Left: Example diurnal temperature curve (bold line) for bedrock covered with 1 mm of dust. Right: same as left, but for porous rock/coarse regolith covered with 1 mm of dust. The surface temperature curves for the homogeneous dust and subsurface material are shown for comparison

To study the influence of layer thickness on the shape of the diurnal temperature curve, we have calculated surface temperatures varying the dust layer thicknesses δ between 0 and 100 mm. Results of these calculations are summarized in Fig. 3, where phase lag φ of the maximum daytime temperature with respect to local noon, the maximum temperature Tmax, as well as the minimum temperature Tmin, are shown as a function of δ. Here, the red line corresponds to the model of dust covered regolith/porous rock, while the blue line corresponds to the bedrock case.
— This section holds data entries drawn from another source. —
impl Session {
    /// Create an unopened session
    ///
    /// Validates the settings; no runtime calls are made until [`open`](Self::open).
    pub fn new(
        runtime: Arc<dyn ContainerRuntime>,
        config: SessionConfig,
    ) -> Result<Self, SessionError> {
        config.validate()?;

        let source = match (config.image, config.dockerfile) {
            (Some(image), None) => ImageSource::Name(image),
            (None, Some(path)) => ImageSource::Dockerfile(path),
            (None, None) => ImageSource::Name(config.lang.profile().default_image.to_string()),
            (Some(_), Some(_)) => return Err(ConfigError::ConflictingImageSource.into()),
        };

        Ok(Self {
            runtime,
            language: config.lang,
            image: ImageRef::Unresolved(source),
            container: None,
            created_image: false,
            keep_template: config.keep_template,
            verbose: config.verbose,
            command_timeout: config.command_timeout,
            state: SessionState::Unopened,
        })
    }

    pub fn language(&self) -> Language {
        self.language
    }

    /// Build and run policy of the session language
    pub fn profile(&self) -> &'static LanguageProfile {
        self.language.profile()
    }

    pub fn state(&self) -> SessionState {
        self.state
    }

    pub fn is_open(&self) -> bool {
        self.state == SessionState::Open
    }

    pub fn image(&self) -> &ImageRef {
        &self.image
    }

    /// Container id while the session is open
    pub fn container_id(&self) -> Option<&str> {
        self.container.as_deref()
    }

    pub fn keep_template(&self) -> bool {
        self.keep_template
    }

    pub fn verbose(&self) -> bool {
        self.verbose
    }

    pub fn command_timeout(&self) -> Option<Duration> {
        self.command_timeout
    }

    /// Resolve the image and start the session container
    ///
    /// # Errors
    ///
    /// Returns [`SessionError::State`] unless the session is unopened, and a
    /// runtime error if the image cannot be resolved or the container cannot
    /// start. An image created for a container that failed to start is
    /// removed again, and the session stays unopened.
    #[instrument(skip(self), fields(language = %self.language))]
    pub async fn open(&mut self) -> Result<(), SessionError> {
        if self.state != SessionState::Unopened {
            return Err(SessionError::State {
                state: self.state,
                operation: "open",
            });
        }

        let source = match &self.image {
            ImageRef::Unresolved(source) => source.clone(),
            ImageRef::Resolved { reference, .. } => ImageSource::Name(reference.clone()),
        };
        let (reference, info, created) = self.resolve_image(&source).await?;
        self.image = ImageRef::Resolved {
            reference: reference.clone(),
            info,
        };
        self.created_image = created;

        if self.keep_template {
            progress!(
                self.verbose,
                image = %reference,
                "keep_template is set; the image will outlive this session"
            );
        }

        match self.runtime.run_container(&reference).await {
            Ok(container) => {
                progress!(self.verbose, container = short_id(&container), image = %reference, "container started");
                self.container = Some(container);
                self.state = SessionState::Open;
                Ok(())
            }
            Err(error) => {
                self.release_image().await;
                self.image = ImageRef::Unresolved(source);
                Err(error.into())
            }
        }
    }

    /// Find, pull or build the session image
    ///
    /// Returns the reference the session addresses the image by, the image,
    /// and whether this call created it.
    async fn resolve_image(
        &self,
        source: &ImageSource,
    ) -> Result<(String, ImageInfo, bool), SessionError> {
        match source {
            ImageSource::Dockerfile(path) => {
                let tag = dockerfile_tag(self.language, path);
                progress!(self.verbose, dockerfile = %path.display(), %tag, "building image");
                let image = self.runtime.build_image(path, &tag).await?;
                Ok((tag, image, true))
            }
            ImageSource::Name(name) => {
                if self.runtime.image_exists(name).await? {
                    progress!(self.verbose, image = %name, "using local image");
                    let image = self.runtime.get_image(name).await?;
                    Ok((name.clone(), image, false))
                } else {
                    progress!(self.verbose, image = %name, "pulling image");
                    let image = self.runtime.pull_image(name).await?;
                    Ok((name.clone(), image, true))
                }
            }
        }
    }

    /// Remove the container and release the image
    ///
    /// With `keep_template`, the container is first committed into the
    /// session image. A created image is removed only if no other container
    /// references it. Closing an unopened or closed session does nothing.
    #[instrument(skip(self), fields(language = %self.language))]
    pub async fn close(&mut self) -> CloseReport {
        let Some(container) = self.container.take() else {
            return CloseReport::default();
        };
        self.state = SessionState::Closed;

        let mut report = CloseReport::default();
        if self.keep_template
            && let Some(reference) = self.image.reference()
        {
            match self.runtime.commit_container(&container, reference).await {
                Ok(()) => {
                    progress!(self.verbose, image = reference, "committed container");
                    report.committed = true;
                }
                Err(error) => warn!(container = short_id(&container), %error, "commit failed"),
            }
        }

        report.container = match self.runtime.remove_container(&container).await {
            Ok(()) => {
                progress!(self.verbose, container = short_id(&container), "container removed");
                ContainerCleanup::Removed
            }
            Err(error) => {
                warn!(container = short_id(&container), %error, "failed to remove container");
                ContainerCleanup::Failed(error.to_string())
            }
        };

        report.image = self.release_image().await;
        debug!(?report, "session closed");
        report
    }

    /// Remove the session image if this session created it and nothing uses it
    ///
    /// Runs at most once per created image.
    async fn release_image(&mut self) -> ImageCleanup {
        if !self.created_image {
            return ImageCleanup::Untouched;
        }
        self.created_image = false;

        let ImageRef::Resolved { reference, info } = &self.image else {
            return ImageCleanup::Untouched;
        };
        if self.keep_template {
            progress!(self.verbose, image = %reference, "keeping image");
            return ImageCleanup::Retained;
        }

        release_created_image(self.runtime.as_ref(), reference, &info.id, self.verbose).await
    }

    /// Image this session created and still has to release
    fn take_created_image(&mut self) -> Option<(String, String)> {
        if !std::mem::take(&mut self.created_image) || self.keep_template {
            return None;
        }
        match &self.image {
            ImageRef::Resolved { reference, info } => Some((reference.clone(), info.id.clone())),
            ImageRef::Unresolved(_) => None,
        }
    }

    /// Container id, if the session is open
    pub(crate) fn open_container(&self, operation: &'static str) -> Result<String, SessionError> {
        match (&self.container, self.state) {
            (Some(container), SessionState::Open) => Ok(container.clone()),
            (_, state) => Err(SessionError::State { state, operation }),
        }
    }
}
In addition, dashed horizontal lines indicate φ, Tmax, and Tmin which correspond to homogeneous dust, regolith, and bedrock, respectively.

Fig. 3
figure 3

Phase lag φ, maximum diurnal temperature Tmax, and minimum diurnal temperature Tmin as a function of dust thickness δ. The red fit curve corresponds to the case of dust on coarse regolith, whereas the blue fit curve corresponds to dust on bedrock. Broken horizontal lines represent φ, Tmax, and Tmin for the homogeneous cases of dust, regolith, and bedrock, respectively

In Fig. 3, φ, Tmax, and Tmin vary smoothly as a function of δ, and limiting values correspond to those for the homogeneous case for small layer thicknesses, while curves converge to the values corresponding to a homogeneous dust layer for large thicknesses as expected. For thicknesses greater than about a diurnal skin depth, the upper layer becomes thermally “opaque” and the model results are indistinguishable from the constant property case (for a full orbit, δ needs to be greater than a seasonal skin depth, ~ 36 mm, to converge to the constant property case).

For the phase lag, the strongest change with dust cover occurs at a layer thickness close to δ = 0.1 mm for dust-covered bedrock and δ = 0.3 mm for dust-covered regolith, respectively. A peculiar feature is the region between about 1 mm ≤ δ ≤ 15 mm, where the thermal lag is significantly smaller than the value for homogeneous dust. This effect is discussed below. For Tmax and Tmin, the strongest influence is seen around δ = 1 mm. Noticeable effects already occur for extremely small amounts of dust, and the results converge to pure dust properties for large thicknesses: using the 10% and 90% amplitudes, the change of lag angle occurs between layer thicknesses 0.01 and 0.4 mm for dust on bedrock and 0.04 and 0.9 mm for dust on coarse regolith. The change of Tmax occurs between layer thicknesses 0.07 and 3 mm for dust on bedrock and 0.2 and 5 mm for dust on coarse regolith and the change of Tmin occurs between layer thicknesses 0.2 and 9 mm for dust on bedrock and 0.4 and 10 mm for dust on coarse regolith. We see that phase lag is most sensitive to a surface dust layer and minimum temperature is least sensitive.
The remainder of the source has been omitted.